//! Stateless rendering for the symbol picker, the board and the result screen.

use ratatui::{
    Frame,
    layout::{Alignment, Constraint, Direction, Layout, Rect},
    style::{Color, Modifier, Style},
    text::{Line, Span},
    widgets::{Block, Borders, Paragraph, Wrap},
};

use super::app::{App, Screen};
use crate::games::tictactoe::{Board, Mark, Outcome, Position, Square, SymbolAssignment, rules};
use crate::theme;

const HUMAN_COLOR: Color = Color::Green;
const OPPONENT_COLOR: Color = Color::Red;
const DRAW_COLOR: Color = Color::Magenta;

/// Renders whichever screen the app is on.
pub fn draw(frame: &mut Frame, app: &App) {
    let area = frame.area();

    let chunks = Layout::default()
        .direction(Direction::Vertical)
        .constraints([
            Constraint::Length(4), // Title
            Constraint::Min(12),   // Body
            Constraint::Length(3), // Status
            Constraint::Length(1), // Help
        ])
        .split(area);

    draw_title(frame, chunks[0]);

    let help = match app.screen() {
        Screen::SymbolSelect { selected } => {
            draw_symbol_select(frame, chunks[1], selected);
            "←/→ switch mark · Enter confirm · x/o pick · q quit"
        }
        Screen::Playing => {
            draw_playing(frame, chunks[1], app);
            "Arrows move · Enter place · 1-9 place · r reset battle · q quit"
        }
        Screen::Finished => {
            draw_result(frame, chunks[1], app);
            "Enter/r play again · s switch mark · q quit"
        }
    };

    let status = Paragraph::new(app.status())
        .style(Style::default().fg(Color::Yellow))
        .alignment(Alignment::Center)
        .block(Block::default().borders(Borders::ALL));
    frame.render_widget(status, chunks[2]);

    let help = Paragraph::new(help)
        .style(Style::default().fg(Color::DarkGray))
        .alignment(Alignment::Center);
    frame.render_widget(help, chunks[3]);
}

fn draw_title(frame: &mut Frame, area: Rect) {
    let title = Paragraph::new(vec![
        Line::from(Span::styled(
            "Demon Slayer",
            Style::default()
                .fg(Color::LightRed)
                .add_modifier(Modifier::BOLD),
        )),
        Line::from("Tic-Tac-Toe"),
    ])
    .alignment(Alignment::Center)
    .block(Block::default().borders(Borders::BOTTOM));
    frame.render_widget(title, area);
}

fn draw_symbol_select(frame: &mut Frame, area: Rect, selected: Mark) {
    let option = |mark: Mark| {
        let label = format!("  {}  ", mark);
        let style = if mark == selected {
            Style::default().bg(Color::White).fg(Color::Black)
        } else {
            Style::default().fg(Color::Gray)
        };
        Span::styled(label, style.add_modifier(Modifier::BOLD))
    };

    let text = vec![
        Line::from("Choose your mark. X strikes first."),
        Line::from(""),
        Line::from(vec![option(Mark::X), Span::raw("    "), option(Mark::O)]),
    ];
    let paragraph = Paragraph::new(text).alignment(Alignment::Center);
    frame.render_widget(paragraph, center_rect(area, 40, 3));
}

fn draw_playing(frame: &mut Frame, area: Rect, app: &App) {
    let game = app.game();
    let rows = Layout::default()
        .direction(Direction::Vertical)
        .constraints([Constraint::Length(2), Constraint::Min(11)])
        .split(area);

    frame.render_widget(badges(game.symbols(), app.awaiting_opponent()), rows[0]);
    draw_board(
        frame,
        rows[1],
        game.board(),
        game.symbols(),
        Some(app.cursor()),
        &[],
    );
}

fn draw_result(frame: &mut Frame, area: Rect, app: &App) {
    let game = app.game();
    let outcome = game.outcome();
    let color = match outcome {
        Outcome::HumanWin => HUMAN_COLOR,
        Outcome::OpponentWin => OPPONENT_COLOR,
        _ => DRAW_COLOR,
    };

    let rows = Layout::default()
        .direction(Direction::Vertical)
        .constraints([Constraint::Length(6), Constraint::Min(11)])
        .split(area);

    let mut text = vec![Line::from(Span::styled(
        theme::headline(outcome),
        Style::default().fg(color).add_modifier(Modifier::BOLD),
    ))];
    if let Some(champion) = theme::champion(outcome) {
        text.push(Line::from(Span::styled(
            champion.name(),
            Style::default().fg(color),
        )));
        text.push(Line::from(champion.message()));
        text.push(Line::from(Span::styled(
            champion.tagline(),
            Style::default().add_modifier(Modifier::ITALIC),
        )));
    }
    let card = Paragraph::new(text)
        .alignment(Alignment::Center)
        .wrap(Wrap { trim: true });
    frame.render_widget(card, rows[0]);

    let highlight = rules::winning_line(game.board())
        .map(|(line, _)| line.to_vec())
        .unwrap_or_default();
    draw_board(frame, rows[1], game.board(), game.symbols(), None, &highlight);
}

fn badges(symbols: SymbolAssignment, thinking: bool) -> Paragraph<'static> {
    let mut spans = vec![
        Span::styled(
            format!("{}: {}", theme::HUMAN_NAME, symbols.human()),
            Style::default().fg(HUMAN_COLOR),
        ),
        Span::raw("    "),
        Span::styled(
            format!("{}: {}", theme::OPPONENT_NAME, symbols.opponent()),
            Style::default().fg(OPPONENT_COLOR),
        ),
    ];
    if thinking {
        spans.push(Span::raw("    "));
        spans.push(Span::styled(
            theme::THINKING,
            Style::default().add_modifier(Modifier::SLOW_BLINK),
        ));
    }
    Paragraph::new(Line::from(spans)).alignment(Alignment::Center)
}

fn draw_board(
    frame: &mut Frame,
    area: Rect,
    board: &Board,
    symbols: SymbolAssignment,
    cursor: Option<Position>,
    highlight: &[Position],
) {
    let board_area = center_rect(area, 38, 11);

    let rows = Layout::default()
        .direction(Direction::Vertical)
        .constraints([
            Constraint::Length(3),
            Constraint::Length(1),
            Constraint::Length(3),
            Constraint::Length(1),
            Constraint::Length(3),
        ])
        .split(board_area);

    for (row, chunk) in [0, 2, 4].into_iter().enumerate() {
        draw_row(frame, rows[chunk], row, board, symbols, cursor, highlight);
        if chunk < 4 {
            draw_separator(frame, rows[chunk + 1]);
        }
    }
}

fn draw_row(
    frame: &mut Frame,
    area: Rect,
    row: usize,
    board: &Board,
    symbols: SymbolAssignment,
    cursor: Option<Position>,
    highlight: &[Position],
) {
    let cols = Layout::default()
        .direction(Direction::Horizontal)
        .constraints([
            Constraint::Length(12),
            Constraint::Length(1),
            Constraint::Length(12),
            Constraint::Length(1),
            Constraint::Length(12),
        ])
        .split(area);

    for col in 0..3 {
        let Some(pos) = Position::from_index(row * 3 + col) else {
            continue;
        };
        draw_cell(frame, cols[col * 2], board, symbols, pos, cursor, highlight);
        if col < 2 {
            let sep = Paragraph::new("│\n│\n│").style(Style::default().fg(Color::DarkGray));
            frame.render_widget(sep, cols[col * 2 + 1]);
        }
    }
}

fn draw_cell(
    frame: &mut Frame,
    area: Rect,
    board: &Board,
    symbols: SymbolAssignment,
    pos: Position,
    cursor: Option<Position>,
    highlight: &[Position],
) {
    let (symbol, base_style) = match board.get(pos) {
        Square::Empty => (
            format!("{}", pos.to_index() + 1),
            Style::default().fg(Color::DarkGray),
        ),
        Square::Occupied(mark) => {
            let color = if mark == symbols.human() {
                HUMAN_COLOR
            } else {
                OPPONENT_COLOR
            };
            (
                mark.to_string(),
                Style::default().fg(color).add_modifier(Modifier::BOLD),
            )
        }
    };

    let style = if cursor == Some(pos) {
        base_style.bg(Color::White).fg(Color::Black)
    } else if highlight.contains(&pos) {
        base_style.bg(Color::Yellow).fg(Color::Black)
    } else {
        base_style
    };

    let text = vec![Line::from(""), Line::from(Span::styled(symbol, style))];
    let paragraph = Paragraph::new(text).alignment(Alignment::Center);
    frame.render_widget(paragraph, area);
}

fn draw_separator(frame: &mut Frame, area: Rect) {
    let sep = Paragraph::new("────────────┼────────────┼────────────")
        .style(Style::default().fg(Color::DarkGray));
    frame.render_widget(sep, area);
}

fn center_rect(area: Rect, width: u16, height: u16) -> Rect {
    let vert = Layout::default()
        .direction(Direction::Vertical)
        .constraints([
            Constraint::Length((area.height.saturating_sub(height)) / 2),
            Constraint::Length(height),
            Constraint::Min(0),
        ])
        .split(area);

    Layout::default()
        .direction(Direction::Horizontal)
        .constraints([
            Constraint::Length((area.width.saturating_sub(width)) / 2),
            Constraint::Length(width),
            Constraint::Min(0),
        ])
        .split(vert[1])[1]
}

● **What to work on**:
Every line in the data above that contains the word "Some" should be copied.

● **Task result**:
        Some(app.cursor()),
    if let Some(champion) = theme::champion(outcome) {
        let Some(pos) = Position::from_index(row * 3 + col) else {
    let style = if cursor == Some(pos) {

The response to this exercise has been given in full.